連載
#20 #就活しんどかったけど…
やりたい仕事が見つからない たどり着いた「逆オファー」という選択
就職活動では、自己分析や企業研究を重ねて説得力のある志望動機を語れるかが大事だとされています。ところが、「特にやりたい仕事が見つからない」という悩みを抱える就活生も少なくないようです。とある国立大文系の4年生は、働きたい企業を探すのではなく、企業に自分を「探してもらう」という方法を選びました。報酬をたくさんもらうことやネームバリューのある会社で働くことよりも、私生活の充実を重視するなど、就活生側の意識も多様化しているようです。(朝日新聞デジタル企画報道部・武田啓亮)
関東の地方国立大で文系学部に通う4年生の男性は、3年生の5月にオンラインの合同説明会に参加しました。夏のインターンに応募するためです。
業種は特に絞らず、メーカーや金融など幅広い業界にエントリーしようとしましたが、壁につきあたります。
「これといってやりたい仕事があるわけではない。志望動機になにを書けばいいのだろうか」
男性の身近にいる学生は、公務員や地元の銀行などを志望する人が多かったものの、どれもぴんと来なかったと振り返ります。

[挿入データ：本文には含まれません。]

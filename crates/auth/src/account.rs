//! Account records and the moderation rules around them.
//!
//! Credentials are handled elsewhere; an account here is identity, role and
//! the moderation flags the access gate checks on every request.

use chrono::{DateTime, Utc};
use rust_decimal::Decimal;
use serde::{Deserialize, Serialize};
use thiserror::Error;

use digiwallet_core::{DomainError, DomainResult, UserId};

use crate::{Principal, Role};

/// Account activity flag set by administrators.
#[derive(Debug, Clone, Copy, PartialEq, Eq, Hash, Serialize, Deserialize, Default)]
#[serde(rename_all = "lowercase")]
pub enum Activity {
    #[default]
    Active,
    Inactive,
    Blocked,
}

impl Activity {
    pub fn as_str(&self) -> &'static str {
        match self {
            Activity::Active => "active",
            Activity::Inactive => "inactive",
            Activity::Blocked => "blocked",
        }
    }
}

impl core::fmt::Display for Activity {
    fn fmt(&self, f: &mut core::fmt::Formatter<'_>) -> core::fmt::Result {
        f.write_str(self.as_str())
    }
}

impl core::str::FromStr for Activity {
    type Err = DomainError;

    fn from_str(s: &str) -> Result<Self, Self::Err> {
        match s.trim().to_lowercase().as_str() {
            "active" => Ok(Activity::Active),
            "inactive" => Ok(Activity::Inactive),
            "blocked" => Ok(Activity::Blocked),
            other => Err(DomainError::invalid_input(format!("unknown activity '{other}'"))),
        }
    }
}

/// Why an authenticated token is still refused.
#[derive(Debug, Error, Clone, PartialEq, Eq)]
pub enum AccountGateError {
    #[error("account does not exist")]
    UnknownAccount,

    #[error("account is not verified")]
    Unverified,

    #[error("account is {0}")]
    Inactive(Activity),

    #[error("account is deleted")]
    Deleted,

    #[error("agent is not approved")]
    AgentNotApproved,
}

/// A registered account.
#[derive(Debug, Clone, PartialEq, Eq, Serialize, Deserialize)]
pub struct UserAccount {
    pub id: UserId,
    pub name: String,
    pub email: String,
    pub phone: Option<String>,
    pub address: Option<String>,
    pub role: Role,
    pub activity: Activity,
    pub is_verified: bool,
    pub is_deleted: bool,
    /// Only meaningful for agents.
    pub is_approved: bool,
    /// Declared per agent; commission is computed from the global policy.
    pub commission_rate: Option<Decimal>,
    pub created_at: DateTime<Utc>,
    pub updated_at: DateTime<Utc>,
}

/// Registration input.
#[derive(Debug, Clone, PartialEq, Eq, Serialize, Deserialize)]
pub struct NewUser {
    pub name: String,
    pub email: String,
    pub phone: Option<String>,
    pub address: Option<String>,
    pub role: Role,
    pub commission_rate: Option<Decimal>,
}

impl NewUser {
    /// Validate and build the account record (unverified, active, unapproved).
    pub fn into_account(self, id: UserId, now: DateTime<Utc>) -> DomainResult<UserAccount> {
        let email = self.email.trim().to_lowercase();
        if email.is_empty() || !email.contains('@') {
            return Err(DomainError::invalid_input("invalid email format"));
        }
        let name = self.name.trim().to_string();
        if name.is_empty() {
            return Err(DomainError::invalid_input("name cannot be empty"));
        }
        if let Some(rate) = self.commission_rate {
            validate_commission_rate(rate)?;
        }

        Ok(UserAccount {
            id,
            name,
            email,
            phone: self.phone,
            address: self.address,
            role: self.role,
            activity: Activity::Active,
            is_verified: false,
            is_deleted: false,
            is_approved: false,
            commission_rate: self.commission_rate,
            created_at: now,
            updated_at: now,
        })
    }
}

/// Largest number of decimal places a commission rate keeps.
const RATE_SCALE: u32 = 4;

/// A commission rate is a fraction in `[0, 1]` with at most four decimals.
fn validate_commission_rate(rate: Decimal) -> DomainResult<()> {
    if rate < Decimal::ZERO || rate > Decimal::ONE {
        return Err(DomainError::invalid_input("commission rate must be within [0, 1]"));
    }
    if rate.normalize().scale() > RATE_SCALE {
        return Err(DomainError::invalid_input(format!(
            "commission rate must have at most {RATE_SCALE} decimal places"
        )));
    }
    Ok(())
}

/// Partial update of an account. `None` leaves a field untouched.
#[derive(Debug, Clone, Default, PartialEq, Eq, Serialize, Deserialize)]
pub struct UserUpdate {
    pub name: Option<String>,
    pub phone: Option<String>,
    pub address: Option<String>,
    pub role: Option<Role>,
    pub activity: Option<Activity>,
    pub is_verified: Option<bool>,
    pub is_deleted: Option<bool>,
    pub is_approved: Option<bool>,
    pub commission_rate: Option<Decimal>,
}

impl UserUpdate {
    fn touches_moderation(&self) -> bool {
        self.activity.is_some()
            || self.is_verified.is_some()
            || self.is_deleted.is_some()
            || self.is_approved.is_some()
            || self.commission_rate.is_some()
    }
}

impl UserAccount {
    /// Checks applied to every authenticated request.
    pub fn ensure_can_authenticate(&self) -> Result<(), AccountGateError> {
        if !self.is_verified {
            return Err(AccountGateError::Unverified);
        }
        match self.activity {
            Activity::Active => {}
            inactive @ (Activity::Inactive | Activity::Blocked) => {
                return Err(AccountGateError::Inactive(inactive));
            }
        }
        if self.is_deleted {
            return Err(AccountGateError::Deleted);
        }
        match self.role {
            Role::Agent if !self.is_approved => Err(AccountGateError::AgentNotApproved),
            Role::Agent | Role::User | Role::Admin => Ok(()),
        }
    }

    fn ensure_agent(&self) -> DomainResult<()> {
        match self.role {
            Role::Agent => Ok(()),
            Role::User | Role::Admin => Err(DomainError::invalid_input("user is not an agent")),
        }
    }

    pub fn with_approval(&self, approved: bool, now: DateTime<Utc>) -> DomainResult<Self> {
        self.ensure_agent()?;
        Ok(Self {
            is_approved: approved,
            updated_at: now,
            ..self.clone()
        })
    }

    /// Apply `update` on behalf of `actor`.
    ///
    /// - users and agents may only update themselves
    /// - an admin may not update an admin account
    /// - role and moderation flags are admin-only
    pub fn apply_update(
        &self,
        actor: &Principal,
        update: UserUpdate,
        now: DateTime<Utc>,
    ) -> DomainResult<Self> {
        match actor.role {
            Role::User | Role::Agent => {
                if actor.user_id != self.id {
                    return Err(DomainError::forbidden("you may only update your own account"));
                }
                if update.role.is_some() || update.touches_moderation() {
                    return Err(DomainError::forbidden(
                        "only administrators may change role or moderation flags",
                    ));
                }
            }
            Role::Admin => {
                if self.role == Role::Admin {
                    return Err(DomainError::forbidden("administrator accounts cannot be modified"));
                }
            }
        }

        let mut next = self.clone();
        if let Some(name) = update.name {
            let name = name.trim().to_string();
            if name.is_empty() {
                return Err(DomainError::invalid_input("name cannot be empty"));
            }
            next.name = name;
        }
        if let Some(phone) = update.phone {
            next.phone = Some(phone);
        }
        if let Some(address) = update.address {
            next.address = Some(address);
        }
        if let Some(role) = update.role {
            next.role = role;
        }
        if let Some(activity) = update.activity {
            next.activity = activity;
        }
        if let Some(v) = update.is_verified {
            next.is_verified = v;
        }
        if let Some(v) = update.is_deleted {
            next.is_deleted = v;
        }
        if let Some(v) = update.is_approved {
            next.is_approved = v;
        }
        if let Some(rate) = update.commission_rate {
            validate_commission_rate(rate)?;
            next.commission_rate = Some(rate);
        }
        next.updated_at = now;
        Ok(next)
    }
}

#[cfg(test)]
mod tests {
    use super::*;
    use rust_decimal_macros::dec;

    fn account(role: Role) -> UserAccount {
        NewUser {
            name: " Rahim ".to_string(),
            email: "Rahim@Example.com".to_string(),
            phone: None,
            address: None,
            role,
            commission_rate: None,
        }
        .into_account(UserId::new(), Utc::now())
        .unwrap()
    }

    fn verified(role: Role) -> UserAccount {
        UserAccount {
            is_verified: true,
            ..account(role)
        }
    }

    #[test]
    fn registration_normalizes_and_starts_unverified() {
        let a = account(Role::User);
        assert_eq!(a.name, "Rahim");
        assert_eq!(a.email, "rahim@example.com");
        assert!(!a.is_verified);
        assert!(!a.is_approved);
        assert_eq!(a.activity, Activity::Active);
    }

    #[test]
    fn registration_rejects_bad_email() {
        let err = NewUser {
            name: "x".to_string(),
            email: "nope".to_string(),
            phone: None,
            address: None,
            role: Role::User,
            commission_rate: None,
        }
        .into_account(UserId::new(), Utc::now())
        .unwrap_err();
        assert_eq!(err, DomainError::invalid_input("invalid email format"));
    }

    #[test]
    fn gate_requires_verification_activity_and_agent_approval() {
        assert_eq!(
            account(Role::User).ensure_can_authenticate(),
            Err(AccountGateError::Unverified)
        );
        assert_eq!(verified(Role::User).ensure_can_authenticate(), Ok(()));

        let blocked = UserAccount {
            activity: Activity::Blocked,
            ..verified(Role::User)
        };
        assert_eq!(
            blocked.ensure_can_authenticate(),
            Err(AccountGateError::Inactive(Activity::Blocked))
        );

        let deleted = UserAccount {
            is_deleted: true,
            ..verified(Role::Admin)
        };
        assert_eq!(deleted.ensure_can_authenticate(), Err(AccountGateError::Deleted));

        let agent = verified(Role::Agent);
        assert_eq!(agent.ensure_can_authenticate(), Err(AccountGateError::AgentNotApproved));
        let approved = agent.with_approval(true, Utc::now()).unwrap();
        assert_eq!(approved.ensure_can_authenticate(), Ok(()));
    }

    #[test]
    fn approval_only_applies_to_agents() {
        let err = verified(Role::User).with_approval(true, Utc::now()).unwrap_err();
        assert_eq!(err, DomainError::invalid_input("user is not an agent"));
    }

    #[test]
    fn users_update_only_themselves_and_not_moderation() {
        let me = verified(Role::User);
        let actor = Principal::new(me.id, me.email.clone(), Role::User);

        let rename = UserUpdate {
            name: Some("Karim".into()),
            ..Default::default()
        };
        let renamed = me.apply_update(&actor, rename, Utc::now()).unwrap();
        assert_eq!(renamed.name, "Karim");

        let unverify = UserUpdate {
            is_verified: Some(false),
            ..Default::default()
        };
        let err = me.apply_update(&actor, unverify, Utc::now()).unwrap_err();
        assert!(matches!(err, DomainError::Forbidden(_)));

        let other = verified(Role::User);
        let err = other.apply_update(&actor, UserUpdate::default(), Utc::now()).unwrap_err();
        assert!(matches!(err, DomainError::Forbidden(_)));
    }

    #[test]
    fn admins_moderate_everyone_but_admins() {
        let admin = Principal::new(UserId::new(), "root@example.com", Role::Admin);
        let user = account(Role::User);
        let verify = UserUpdate {
            is_verified: Some(true),
            ..Default::default()
        };
        let verified_user = user.apply_update(&admin, verify, Utc::now()).unwrap();
        assert!(verified_user.is_verified);

        let err = verified(Role::Admin)
            .apply_update(&admin, UserUpdate::default(), Utc::now())
            .unwrap_err();
        assert!(matches!(err, DomainError::Forbidden(_)));
    }

    #[test]
    fn commission_rate_updates_are_validated_like_registration() {
        let admin = Principal::new(UserId::new(), "root@example.com", Role::Admin);
        let agent = verified(Role::Agent);
        let rate = |r: Decimal| UserUpdate { commission_rate: Some(r), ..Default::default() };

        for bad in [dec!(5), dec!(-0.01), dec!(0.00001)] {
            let err = agent.apply_update(&admin, rate(bad), Utc::now()).unwrap_err();
            assert!(matches!(err, DomainError::InvalidInput(_)), "{bad} was accepted");
        }

        let updated = agent.apply_update(&admin, rate(dec!(0.015)), Utc::now()).unwrap();
        assert_eq!(updated.commission_rate, Some(dec!(0.015)));
        let updated = agent.apply_update(&admin, rate(Decimal::ONE), Utc::now()).unwrap();
        assert_eq!(updated.commission_rate, Some(Decimal::ONE));
    }

    #[test]
    fn registration_rejects_out_of_range_commission_rate() {
        let err = NewUser {
            name: "Agent".to_string(),
            email: "agent@example.com".to_string(),
            phone: None,
            address: None,
            role: Role::Agent,
            commission_rate: Some(dec!(1.5)),
        }
        .into_account(UserId::new(), Utc::now())
        .unwrap_err();
        assert_eq!(err, DomainError::invalid_input("commission rate must be within [0, 1]"));
    }
}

そこで、ネットで紹介されていたES(エントリーシート)の書き方を参考にしつつ、応募する会社ごとに志望動機を考えました。
「御社の理念に共感した」「自分の○○な経験がこの事業に生かせると思う」
ふと、どこかで聞いたような表現が並んでいることに気づきました。
「心にも思っていないことばかり書きました。自分でも、白々しいというか、噓八百だったなと思います」
結局、実際に夏のインターン選考でESを提出できたのは6社ほど。それも全敗でした。
「当時のESを今振り返って見ると、いかにも志望動機が噓っぽい。落ちるのも当たり前でした」
男性はその後、ゼミの研究が忙しくなったこともあり、11月ごろまで就活からは離れていました。
男性の周囲ではあまり多くありませんでしたが、東京などの大都市圏で就活をする学生は、すでに冬のインターンに向けた準備を進めている時期です。
「そろそろ再始動しないとやばいな」
目をつけたのが、自身の経歴や長所などを書いたプロフィールを登録し、それを見た企業側が気になる学生個人に連絡を取る「逆オファー型」と呼ばれる就活サイトです。
企業にとっては、自社にマッチしそうな人材に狙いを絞って採用活動が行えるという利点があります。学生にとっても、自力では探すのが難しい企業と出会える、自分のどこが企業側に評価されているのかを知ることができるといった利点があるといわれています。
一般的に、こうしたサイトを利用するのはITやベンチャー企業が多いとされていますが、近年はメーカーや商社、官公庁の一部などでも採用活動に取り入れる動きがあります。
ネット上では「5千社以上の企業が利用」「就活生の5人に1人が登録」といったうたい文句も目にします。
「継続的に努力ができる」「物事を客観的に観察し、議論の矛盾を指摘できる」
男性は中高生時代の部活動での経験やゼミでの活動を元に、自身の長所を書き出しました。
すると、19社からインターンのオファーが届きました。
業種はITや専門商社、映像製作や食品メーカーなど多種多様で、自分がそれまで意識していなかった業界も多かったそうです。
男性はその中から、2社のインターンに参加しました。
冬のインターンをきっかけに都内のIT企業の早期選考ルートに乗ることができ、志望度も高まっていきました。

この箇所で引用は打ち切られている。